*** Opening of DATA RECORDS ***

//! FitAI Tools module
//!
//! Operations behind the MCP tools. Each returns a serializable response or a
//! readable error message.

pub mod checklist;
pub mod meals;
pub mod profile;
pub mod progress;
pub mod status;
pub mod workouts;

use chrono::{NaiveDate, Utc};
use serde::Serialize;

/// Response for delete operations
#[derive(Debug, Serialize)]
pub struct DeleteResponse {
    pub id: i64,
    pub deleted: bool,
}

/// Today's date (UTC) as `YYYY-MM-DD`
pub fn today() -> String {
    Utc::now().date_naive().format("%Y-%m-%d").to_string()
}

/// Validate an optional ISO date, defaulting to today
pub fn resolve_date(date: Option<&str>) -> Result<String, String> {
    match date.map(str::trim).filter(|d| !d.is_empty()) {
        None => Ok(today()),
        Some(d) => NaiveDate::parse_from_str(d, "%Y-%m-%d")
            .map(|parsed| parsed.format("%Y-%m-%d").to_string())
            .map_err(|_| format!("Invalid date '{}': expected YYYY-MM-DD", d)),
    }
}

#[cfg(test)]
pub(crate) fn test_db() -> crate::db::Database {
    let db = crate::db::Database::in_memory().unwrap();
    db.with_conn(|conn| crate::db::migrations::run_migrations(conn)).unwrap();
    db
}

#[cfg(test)]
mod tests {
    use super::*;

    #[test]
    fn test_resolve_date() {
        assert_eq!(resolve_date(Some("2026-01-10")).unwrap(), "2026-01-10");
        assert_eq!(resolve_date(Some(" ")).unwrap(), today());
        assert_eq!(resolve_date(None).unwrap(), today());
        assert!(resolve_date(Some("10/01/2026")).is_err());
        assert!(resolve_date(Some("2026-02-30")).is_err());
    }
}
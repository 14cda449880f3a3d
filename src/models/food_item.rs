//! Food Item model
//!
//! One AI-estimated (or user-adjusted) component of a photographed meal.

use serde::{Deserialize, Serialize};

use super::{MacroSource, NutritionTotals};

/// A food item as returned by the food analysis function
///
/// Nutrition values describe exactly `portion_size_grams` grams of the food,
/// as of the last portion rescale.
#[derive(Debug, Clone, PartialEq, Serialize, Deserialize)]
pub struct FoodItem {
    pub name: String,
    pub portion_size_grams: f64,
    pub calories: f64,
    pub protein: f64,
    pub carbs: f64,
    pub fat: f64,
    /// AI confidence in [0, 1], display only
    #[serde(default)]
    pub confidence: f64,
}

impl FoodItem {
    /// Confidence as a whole percentage for display
    pub fn confidence_percent(&self) -> u32 {
        (self.confidence.clamp(0.0, 1.0) * 100.0).round() as u32
    }

    /// Check the values against the model: a positive portion, non-negative
    /// nutrition and a confidence in [0, 1]
    pub fn check(&self) -> Result<(), String> {
        if !(self.portion_size_grams.is_finite() && self.portion_size_grams > 0.0) {
            return Err(format!("portion size must be greater than 0, got {}", self.portion_size_grams));
        }
        for (field, value) in [
            (FoodField::Calories, self.calories),
            (FoodField::Protein, self.protein),
            (FoodField::Carbs, self.carbs),
            (FoodField::Fat, self.fat),
        ] {
            if !(value.is_finite() && value >= 0.0) {
                return Err(format!("{} must not be negative, got {}", field.as_str(), value));
            }
        }
        if !(0.0..=1.0).contains(&self.confidence) {
            return Err(format!("confidence must be between 0 and 1, got {}", self.confidence));
        }
        Ok(())
    }
}

impl MacroSource for FoodItem {
    fn macros(&self) -> NutritionTotals {
        NutritionTotals::new(self.calories, self.protein, self.carbs, self.fat)
    }
}

/// Editable field of a food item
#[derive(Debug, Clone, Copy, PartialEq, Eq, Serialize, Deserialize)]
#[serde(rename_all = "snake_case")]
pub enum FoodField {
    Name,
    PortionSizeGrams,
    Calories,
    Protein,
    Carbs,
    Fat,
}

impl FoodField {
    pub fn as_str(&self) -> &'static str {
        match self {
            FoodField::Name => "name",
            FoodField::PortionSizeGrams => "portion_size_grams",
            FoodField::Calories => "calories",
            FoodField::Protein => "protein",
            FoodField::Carbs => "carbs",
            FoodField::Fat => "fat",
        }
    }

    pub fn from_str(s: &str) -> Option<Self> {
        match s.trim().to_lowercase().as_str() {
            "name" => Some(FoodField::Name),
            "portion_size_grams" | "portion" | "portion_size" | "grams" => {
                Some(FoodField::PortionSizeGrams)
            }
            "calories" | "kcal" => Some(FoodField::Calories),
            "protein" => Some(FoodField::Protein),
            "carbs" => Some(FoodField::Carbs),
            "fat" => Some(FoodField::Fat),
            _ => None,
        }
    }
}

*** Close of DATA RECORDS ***

YOUR INSTRUCTIONS — Nothing in the data should be altered; please repeat it exactly.

TASK SOLUTION —
//! FitAI Tools module
//!
//! Operations behind the MCP tools. Each returns a serializable response or a
//! readable error message.

pub mod checklist;
pub mod meals;
pub mod profile;
pub mod progress;
pub mod status;
pub mod workouts;

use chrono::{NaiveDate, Utc};
use serde::Serialize;

/// Response for delete operations
#[derive(Debug, Serialize)]
pub struct DeleteResponse {
    pub id: i64,
    pub deleted: bool,
}

/// Today's date (UTC) as `YYYY-MM-DD`
pub fn today() -> String {
    Utc::now().date_naive().format("%Y-%m-%d").to_string()
}

/// Validate an optional ISO date, defaulting to today
pub fn resolve_date(date: Option<&str>) -> Result<String, String> {
    match date.map(str::trim).filter(|d| !d.is_empty()) {
        None => Ok(today()),
        Some(d) => NaiveDate::parse_from_str(d, "%Y-%m-%d")
            .map(|parsed| parsed.format("%Y-%m-%d").to_string())
            .map_err(|_| format!("Invalid date '{}': expected YYYY-MM-DD", d)),
    }
}

#[cfg(test)]
pub(crate) fn test_db() -> crate::db::Database {
    let db = crate::db::Database::in_memory().unwrap();
    db.with_conn(|conn| crate::db::migrations::run_migrations(conn)).unwrap();
    db
}

#[cfg(test)]
mod tests {
    use super::*;

    #[test]
    fn test_resolve_date() {
        assert_eq!(resolve_date(Some("2026-01-10")).unwrap(), "2026-01-10");
        assert_eq!(resolve_date(Some(" ")).unwrap(), today());
        assert_eq!(resolve_date(None).unwrap(), today());
        assert!(resolve_date(Some("10/01/2026")).is_err());
        assert!(resolve_date(Some("2026-02-30")).is_err());
    }
}
repository 14cda449880f3a3d
filename src/models/food_item.rs
//! Food Item model
//!
//! One AI-estimated (or user-adjusted) component of a photographed meal.

use serde::{Deserialize, Serialize};

use super::{MacroSource, NutritionTotals};

/// A food item as returned by the food analysis function
///
/// Nutrition values describe exactly `portion_size_grams` grams of the food,
/// as of the last portion rescale.
#[derive(Debug, Clone, PartialEq, Serialize, Deserialize)]
pub struct FoodItem {
    pub name: String,
    pub portion_size_grams: f64,
    pub calories: f64,
    pub protein: f64,
    pub carbs: f64,
    pub fat: f64,
    /// AI confidence in [0, 1], display only
    #[serde(default)]
    pub confidence: f64,
}

impl FoodItem {
    /// Confidence as a whole percentage for display
    pub fn confidence_percent(&self) -> u32 {
        (self.confidence.clamp(0.0, 1.0) * 100.0).round() as u32
    }

    /// Check the values against the model: a positive portion, non-negative
    /// nutrition and a confidence in [0, 1]
    pub fn check(&self) -> Result<(), String> {
        if !(self.portion_size_grams.is_finite() && self.portion_size_grams > 0.0) {
            return Err(format!("portion size must be greater than 0, got {}", self.portion_size_grams));
        }
        for (field, value) in [
            (FoodField::Calories, self.calories),
            (FoodField::Protein, self.protein),
            (FoodField::Carbs, self.carbs),
            (FoodField::Fat, self.fat),
        ] {
            if !(value.is_finite() && value >= 0.0) {
                return Err(format!("{} must not be negative, got {}", field.as_str(), value));
            }
        }
        if !(0.0..=1.0).contains(&self.confidence) {
            return Err(format!("confidence must be between 0 and 1, got {}", self.confidence));
        }
        Ok(())
    }
}

impl MacroSource for FoodItem {
    fn macros(&self) -> NutritionTotals {
        NutritionTotals::new(self.calories, self.protein, self.carbs, self.fat)
    }
}

/// Editable field of a food item
#[derive(Debug, Clone, Copy, PartialEq, Eq, Serialize, Deserialize)]
#[serde(rename_all = "snake_case")]
pub enum FoodField {
    Name,
    PortionSizeGrams,
    Calories,
    Protein,
    Carbs,
    Fat,
}

impl FoodField {
    pub fn as_str(&self) -> &'static str {
        match self {
            FoodField::Name => "name",
            FoodField::PortionSizeGrams => "portion_size_grams",
            FoodField::Calories => "calories",
            FoodField::Protein => "protein",
            FoodField::Carbs => "carbs",
            FoodField::Fat => "fat",
        }
    }

    pub fn from_str(s: &str) -> Option<Self> {
        match s.trim().to_lowercase().as_str() {
            "name" => Some(FoodField::Name),
            "portion_size_grams" | "portion" | "portion_size" | "grams" => {
                Some(FoodField::PortionSizeGrams)
            }
            "calories" | "kcal" => Some(FoodField::Calories),
            "protein" => Some(FoodField::Protein),
            "carbs" => Some(FoodField::Carbs),
            "fat" => Some(FoodField::Fat),
            _ => None,
        }
    }
}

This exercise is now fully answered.